Head Games (Opinion): A comment on the NFL’s concussion protocols

By: Marin Dremock

On Sunday, Sept. 25, Miami Dolphins quarterback Tua Tagovailoa took a hard hit by Buffalo Bills linebacker Matt Milano. According to the NFL, the Dolphins announced it as a head injury, and Tagovaiola left the game. He was observed stumbling and struggling to regain his balance as he got up. Tagovaiola later returned to the game.

On Thursday, Sept. 29, just four days later, Tagovailoa left the game against the Cincinnati Bengals with apparent head and neck injuries after a sack by Josh Tupou. The quarterback lay on the turf “with his arms outstretched, contorting his fingers, somewhat like a boxer or fighter after a knockout in what is referred to as a fencing response,” according to the NFL. Tagovailoa was stretchered off the field and admitted to a Cincinnati hospital.

On Sunday, Oct. 8, the NFL and its players’ union agreed to change the league’s concussion protocol “because Tagovailoa’s return to the field was not what was intended by the rules covering the evaluation of brain injuries,” according to the New York Times. The new protocol prohibits players from returning to the game if they exhibit impaired balance and coordination caused by nerve or brain damage.

Allegedly, concussion protocol was followed, and Tagovailoa was cleared to play in both the rest of the Sunday game and all of the Thursday night game.

As you’re reading this timeline of events within the past month in the NFL, you should notice some red flags. It’s shocking that league and team physicians let a player who clearly displayed, what the president of the NFL Players’ Association JC Tretter called, a “no-go” symptom back onto the field.

Even if Tagovailoa had cleared concussion protocol, second-impact syndrome, which is, according to Sports MD, another more severe brain injury that is at risk when athletes return too early to play, is still very possible.

And even if Tagovailoa’s apparent stumbling was attributed to another injury, like the back aggravation that the team physicians claimed it was, an impact event that could very well cause a brain injury still occurred.
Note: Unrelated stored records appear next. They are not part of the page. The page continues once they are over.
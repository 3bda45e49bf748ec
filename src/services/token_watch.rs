//! Periodic token metadata refresh for views that display it
//!
//! The task only recomputes [`SessionStore::token_info`] locally; it never
//! touches the network. It stops when the [`TokenWatch`] is cancelled or
//! dropped.

use std::time::Duration;

use tokio::task::JoinHandle;

use crate::{
    error::{AppError, AppResult},
    models::TokenInfo,
    services::session::SessionStore,
};

pub struct TokenWatch {
    handle: JoinHandle<()>,
}

impl TokenWatch {
    /// Call `on_tick` with fresh token metadata every `period`, starting now.
    /// Must be called from within a tokio runtime. `period` must be non-zero.
    pub fn spawn<F>(session: SessionStore, period: Duration, mut on_tick: F) -> AppResult<Self>
    where
        F: FnMut(Option<TokenInfo>) + Send + 'static,
    {
        if period.is_zero() {
            return Err(AppError::Validation(
                "Token watch period must be greater than zero".to_string(),
            ));
        }

        let handle = tokio::spawn(async move {
            let mut interval = tokio::time::interval(period);
            loop {
                interval.tick().await;
                on_tick(session.token_info());
            }
        });
        Ok(Self { handle })
    }

    pub fn cancel(self) {
        drop(self);
    }

    pub fn is_finished(&self) -> bool {
        self.handle.is_finished()
    }
}

impl Drop for TokenWatch {
    fn drop(&mut self) {
        self.handle.abort();
    }
}
//! Authentication service: register, login and logout

use validator::Validate;

use crate::{
    error::{AppError, AppResult},
    models::{
        LoginRequest, LoginResponse, RegisterRequest, RegisterResponse, RegistrationForm,
        TokenInfo, User,
    },
    services::{http::ApiClient, session::SessionStore},
};

#[derive(Clone)]
pub struct AuthService {
    api: ApiClient,
    session: SessionStore,
}

impl AuthService {
    pub fn new(api: ApiClient, session: SessionStore) -> Self {
        Self { api, session }
    }

    /// Create an account. The local session is left untouched.
    pub async fn register(&self, request: &RegisterRequest) -> AppResult<RegisterResponse> {
        request.validate()?;

        let response: RegisterResponse = self
            .api
            .post("/auth/register", request)
            .await
            .map_err(|e| AppError::Auth(e.into_message("Error registering user")))?;

        tracing::info!("Registered user {}", response.user.username);
        Ok(response)
    }

    /// Sign-up flow: check the form, register, then log in with the new
    /// credentials
    pub async fn register_and_login(&self, form: RegistrationForm) -> AppResult<LoginResponse> {
        let request = form.into_request()?;
        self.register(&request).await?;

        self.login(&LoginRequest {
            login: request.username,
            password: request.password,
        })
        .await
    }

    /// Authenticate and store token and user in the session
    pub async fn login(&self, request: &LoginRequest) -> AppResult<LoginResponse> {
        request.validate()?;

        let response: LoginResponse = self
            .api
            .post("/auth/login", request)
            .await
            .map_err(|e| AppError::Auth(e.into_message("Error logging in")))?;

        if response.access_token.is_empty() {
            tracing::warn!("Login response for {} carried no token", response.user.username);
            return Err(AppError::Auth("Error logging in".to_string()));
        }
        self.session.store(&response.access_token, &response.user)?;

        tracing::info!("Logged in as {}", response.user.username);
        Ok(response)
    }

    /// Drop the local session. No network call; safe to repeat.
    pub fn logout(&self) {
        self.session.clear();
        tracing::info!("Logged out");
    }

    pub fn is_authenticated(&self) -> bool {
        self.session.is_authenticated()
    }

    pub fn current_user(&self) -> Option<User> {
        self.session.current_user()
    }

    pub fn token(&self) -> Option<String> {
        self.session.token()
    }

    pub fn token_info(&self) -> Option<TokenInfo> {
        self.session.token_info()
    }
}
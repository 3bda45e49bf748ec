//! Book model and CRUD payloads

use serde::{Deserialize, Serialize};
use validator::Validate;

/// Book record. `id` is assigned by the server.
#[derive(Debug, Clone, PartialEq, Serialize, Deserialize)]
pub struct Book {
    pub id: i64,
    pub title: String,
    pub author: String,
    pub published_year: Option<i32>,
    pub isbn: Option<String>,
    #[serde(default)]
    pub editorial: Option<String>,
    #[serde(default)]
    pub genre: Option<String>,
    #[serde(default)]
    pub language: Option<String>,
    #[serde(default)]
    pub pages: Option<i32>,
    #[serde(default)]
    pub created_at: Option<String>,
    #[serde(default)]
    pub updated_at: Option<String>,
}

/// Create book request
#[derive(Debug, Clone, Serialize, Validate)]
pub struct CreateBook {
    #[validate(length(min = 1, message = "Title is required"))]
    pub title: String,
    #[validate(length(min = 1, message = "Author is required"))]
    pub author: String,
    pub published_year: i32,
    #[validate(length(min = 1, message = "ISBN is required"))]
    pub isbn: String,
    #[serde(skip_serializing_if = "Option::is_none")]
    pub editorial: Option<String>,
    #[serde(skip_serializing_if = "Option::is_none")]
    pub genre: Option<String>,
    #[serde(skip_serializing_if = "Option::is_none")]
    pub language: Option<String>,
    #[serde(skip_serializing_if = "Option::is_none")]
    #[validate(range(min = 1, message = "Pages must be a positive number"))]
    pub pages: Option<i32>,
}

/// Partial update; only the fields that are set are sent
#[derive(Debug, Clone, Default, Serialize, Validate)]
pub struct UpdateBook {
    #[serde(skip_serializing_if = "Option::is_none")]
    #[validate(length(min = 1, message = "Title cannot be empty"))]
    pub title: Option<String>,
    #[serde(skip_serializing_if = "Option::is_none")]
    #[validate(length(min = 1, message = "Author cannot be empty"))]
    pub author: Option<String>,
    #[serde(skip_serializing_if = "Option::is_none")]
    pub published_year: Option<i32>,
    #[serde(skip_serializing_if = "Option::is_none")]
    pub isbn: Option<String>,
    #[serde(skip_serializing_if = "Option::is_none")]
    pub editorial: Option<String>,
    #[serde(skip_serializing_if = "Option::is_none")]
    pub genre: Option<String>,
    #[serde(skip_serializing_if = "Option::is_none")]
    pub language: Option<String>,
    #[serde(skip_serializing_if = "Option::is_none")]
    #[validate(range(min = 1, message = "Pages must be a positive number"))]
    pub pages: Option<i32>,
}

/// `GET /app/books` response
#[derive(Debug, Clone, PartialEq, Serialize, Deserialize)]
pub struct BooksResponse {
    pub books: Vec<Book>,
    pub total: i64,
}

/// Single-book response envelope
#[derive(Debug, Clone, PartialEq, Serialize, Deserialize)]
pub struct BookResponse {
    pub message: String,
    pub book: Book,
}

#[derive(Debug, Clone, PartialEq, Serialize, Deserialize)]
pub struct MessageResponse {
    pub message: String,
}
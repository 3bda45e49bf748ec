//! Session store: bearer token and current user of one client instance

use std::sync::Arc;

use base64::{
    alphabet,
    engine::{DecodePaddingMode, GeneralPurpose, GeneralPurposeConfig},
    Engine,
};
use chrono::{DateTime, Duration, TimeZone, Utc};

use crate::{
    clock::Clock,
    error::{AppError, AppResult},
    models::{TokenInfo, TokenPayload, User},
    storage::SessionStorage,
};

pub const TOKEN_KEY: &str = "token";
pub const USER_KEY: &str = "user";

/// Reported as `time_remaining` once the token is past its `exp`
pub const EXPIRED: &str = "expired";

/// Standard alphabet, padding optional. URL-safe input is mapped onto it
/// before decoding so both encodings are accepted.
const PAYLOAD_ENGINE: GeneralPurpose = GeneralPurpose::new(
    &alphabet::STANDARD,
    GeneralPurposeConfig::new().with_decode_padding_mode(DecodePaddingMode::Indifferent),
);

#[derive(Clone)]
pub struct SessionStore {
    storage: Arc<dyn SessionStorage>,
    clock: Arc<dyn Clock>,
}

impl SessionStore {
    /// Open the session on top of the per-tab `storage`.
    ///
    /// Any `token`/`user` left in the long-lived `legacy` area is purged
    /// first; a failed purge is logged and does not block startup.
    pub fn open(
        storage: Arc<dyn SessionStorage>,
        legacy: Option<&dyn SessionStorage>,
        clock: Arc<dyn Clock>,
    ) -> Self {
        if let Some(legacy) = legacy {
            purge_legacy(legacy);
        }
        Self { storage, clock }
    }

    /// Stored token, if any and non-empty
    pub fn token(&self) -> Option<String> {
        self.storage.get_item(TOKEN_KEY).filter(|t| !t.is_empty())
    }

    pub fn is_authenticated(&self) -> bool {
        self.token().is_some()
    }

    /// Stored user; an unparseable record counts as no user
    pub fn current_user(&self) -> Option<User> {
        let raw = self.storage.get_item(USER_KEY)?;
        match serde_json::from_str(&raw) {
            Ok(user) => Some(user),
            Err(e) => {
                tracing::debug!("Ignoring corrupted user record: {}", e);
                None
            }
        }
    }

    /// Store token and user together. On failure the previous session is
    /// restored, or cleared if even that fails.
    pub fn store(&self, token: &str, user: &User) -> AppResult<()> {
        if token.is_empty() {
            return Err(AppError::Auth("Empty access token".to_string()));
        }
        let user_json = serde_json::to_string(user)
            .map_err(|e| AppError::Internal(format!("Failed to serialize user: {}", e)))?;

        let previous_token = self.storage.get_item(TOKEN_KEY);
        self.storage.set_item(TOKEN_KEY, token)?;
        if let Err(e) = self.storage.set_item(USER_KEY, &user_json) {
            self.restore_token(previous_token.as_deref());
            return Err(e);
        }
        Ok(())
    }

    /// Without a previous token any leftover user record goes too
    fn restore_token(&self, previous: Option<&str>) {
        let Some(token) = previous else {
            self.clear();
            return;
        };
        if let Err(e) = self.storage.set_item(TOKEN_KEY, token) {
            tracing::error!("Failed to restore previous token, clearing session: {}", e);
            self.clear();
        }
    }

    /// Remove token and user. Idempotent.
    pub fn clear(&self) {
        for key in [TOKEN_KEY, USER_KEY] {
            if let Err(e) = self.storage.remove_item(key) {
                tracing::warn!("Failed to remove {} from session: {}", key, e);
            }
        }
    }

    /// Metadata of the stored token, computed against the current time
    pub fn token_info(&self) -> Option<TokenInfo> {
        let token = self.token()?;
        let payload = decode_token(&token)?;

        let now = self.clock.now();
        let expires_at = payload.exp().and_then(exp_to_datetime);
        let is_expired = expires_at.map_or(false, |at| at < now);
        let time_remaining = match expires_at {
            Some(at) if !is_expired => format_time_remaining(at - now),
            _ => EXPIRED.to_string(),
        };

        Some(TokenInfo {
            token,
            payload,
            expires_at,
            is_expired,
            time_remaining,
        })
    }
}

fn purge_legacy(legacy: &dyn SessionStorage) {
    let found = [TOKEN_KEY, USER_KEY]
        .iter()
        .any(|key| legacy.get_item(key).is_some());
    if !found {
        return;
    }

    for key in [TOKEN_KEY, USER_KEY] {
        if let Err(e) = legacy.remove_item(key) {
            tracing::warn!("Failed to purge {} from persistent storage: {}", key, e);
            return;
        }
    }
    tracing::info!("Purged session data from persistent storage");
}

/// Decode the payload segment of a `header.payload.signature` token.
///
/// The signature is not verified. Any malformed input yields `None`.
pub fn decode_token(token: &str) -> Option<TokenPayload> {
    let segments: Vec<&str> = token.split('.').collect();
    if segments.len() != 3 {
        tracing::debug!("Token has {} segments, expected 3", segments.len());
        return None;
    }

    let normalized = segments[1].replace('-', "+").replace('_', "/");
    let bytes = match PAYLOAD_ENGINE.decode(normalized) {
        Ok(bytes) => bytes,
        Err(e) => {
            tracing::debug!("Token payload is not base64: {}", e);
            return None;
        }
    };

    match serde_json::from_slice::<TokenPayload>(&bytes) {
        Ok(payload) => Some(payload),
        Err(e) => {
            tracing::debug!("Token payload is not a JSON object: {}", e);
            None
        }
    }
}

fn exp_to_datetime(exp: f64) -> Option<DateTime<Utc>> {
    let millis = exp * 1000.0;
    if !millis.is_finite() {
        return None;
    }
    Utc.timestamp_millis_opt(millis.floor() as i64).single()
}

/// `42s`, `5m 3s` or `2h 0m 9s` depending on magnitude
pub fn format_time_remaining(remaining: Duration) -> String {
    let total = remaining.num_seconds().max(0);
    let hours = total / 3600;
    let minutes = (total % 3600) / 60;
    let seconds = total % 60;

    if hours == 0 && minutes == 0 {
        format!("{}s", seconds)
    } else if hours == 0 {
        format!("{}m {}s", minutes, seconds)
    } else {
        format!("{}h {}m {}s", hours, minutes, seconds)
    }
}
Plus, he left the game with an announced head injury!

With the baseline concussion protocol that is conducted on NFL sidelines, likely bred for efficiency with special interest in returning the star player to the game, I have little reason to think that the physician team conducted as thorough an evaluation as they could have.

Tua Tagovailoa shouldn’t have had to suffer this nearly career-ending injury at the hands of careless protocol. Thankfully, future situations like this in the NFL are likely to be avoided due to the new protocol.